TASK DETAILS
Look through the data below, and copy each line that carries the word "config".

==== SOURCE DATA

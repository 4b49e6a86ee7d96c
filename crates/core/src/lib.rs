pub mod generator;
pub mod graph;
pub mod solver;
pub mod traits;

pub use generator::{RandomGraphGenerator, WeightRange};
pub use graph::{DistanceMatrix, Graph};
pub use solver::{FloydWarshallSolver, ShortestPaths};
pub use traits::ShortestPathSolver;
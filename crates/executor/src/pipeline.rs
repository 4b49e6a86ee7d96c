use chrono::Local;
use log::{info, warn};
use std::path::PathBuf;
use tokio::sync::mpsc;
use tokio::task::JoinHandle;

use super::config::Config;
use super::display::{render_matrix, render_verdict};
use super::error::Error;
use super::producer::Producer;
use super::sweep::SweepStreamer;
use super::types::BenchmarkRecord;
use super::writer::{ResultWriter, output_path};
use fw_bench_core::{FloydWarshallSolver, RandomGraphGenerator};

fn flatten<T>(joined: Result<Result<T, Error>, tokio::task::JoinError>) -> Result<T, Error> {
    joined.map_err(|e| Error::TaskJoinFailed(e.to_string()))?
}

/// Runs the full benchmark sweep and returns the path of the results file.
pub async fn run_sweep(config: &Config) -> Result<PathBuf, Error> {
    let path = output_path(&config.output, Local::now());
    let generator = RandomGraphGenerator::new(config.generator.weight_range()?);
    let total_runs = config.benchmark.total_runs();

    if generator.weight_range().allows_negative() {
        let range = generator.weight_range();
        info!(
            "Weights drawn from [{}, {}]; negative cycles are possible.",
            range.min(),
            range.max()
        );
    }

    let (sender, receiver) = mpsc::channel::<BenchmarkRecord>(config.executor.buffer_size);

    let writer = ResultWriter::create(
        &path,
        receiver,
        total_runs,
        config.benchmark.progress_interval,
    )?;

    let streamer = SweepStreamer::new(
        config.benchmark.clone(),
        generator,
        config.generator.seed,
        FloydWarshallSolver,
    );

    info!("Starting sweep of {} runs...", total_runs);
    let producer_handle: JoinHandle<Result<(), Error>> = Producer::new(streamer).spawn(sender);
    let writer_handle = writer.spawn_task();

    let (produced, written) = tokio::join!(producer_handle, writer_handle);

    // A failed writer drops its receiver, which surfaces in the producer as a
    // send failure. Report the writer's error first.
    let written = flatten(written)?;
    flatten(produced)?;

    if written != total_runs {
        warn!("Expected {} records but wrote {}.", total_runs, written);
    }

    info!("Sweep finished: {} records in {}", written, path.display());
    Ok(path)
}

/// Generates one graph and renders it, optionally followed by its shortest paths.
pub fn single_graph_report(
    config: &Config,
    vertices: usize,
    density: f64,
    solve: bool,
) -> Result<String, Error> {
    let generator = RandomGraphGenerator::new(config.generator.weight_range()?);
    let graph = generator.generate(vertices, density)?;

    let mut report = render_matrix(&graph.to_distance_matrix());

    if solve {
        let result = FloydWarshallSolver.solve_graph(&graph);
        report.push_str("\n\nShortest paths:\n");
        report.push_str(&render_matrix(&result.distances));
        report.push('\n');
        report.push_str(&render_verdict(&result));
    }

    Ok(report)
}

========

SOLVED PROBLEM
use super::config::Config;
pub async fn run_sweep(config: &Config) -> Result<PathBuf, Error> {
    let path = output_path(&config.output, Local::now());
    let generator = RandomGraphGenerator::new(config.generator.weight_range()?);
    let total_runs = config.benchmark.total_runs();
    let (sender, receiver) = mpsc::channel::<BenchmarkRecord>(config.executor.buffer_size);
        config.benchmark.progress_interval,
        config.benchmark.clone(),
        config.generator.seed,
    config: &Config,
    let generator = RandomGraphGenerator::new(config.generator.weight_range()?);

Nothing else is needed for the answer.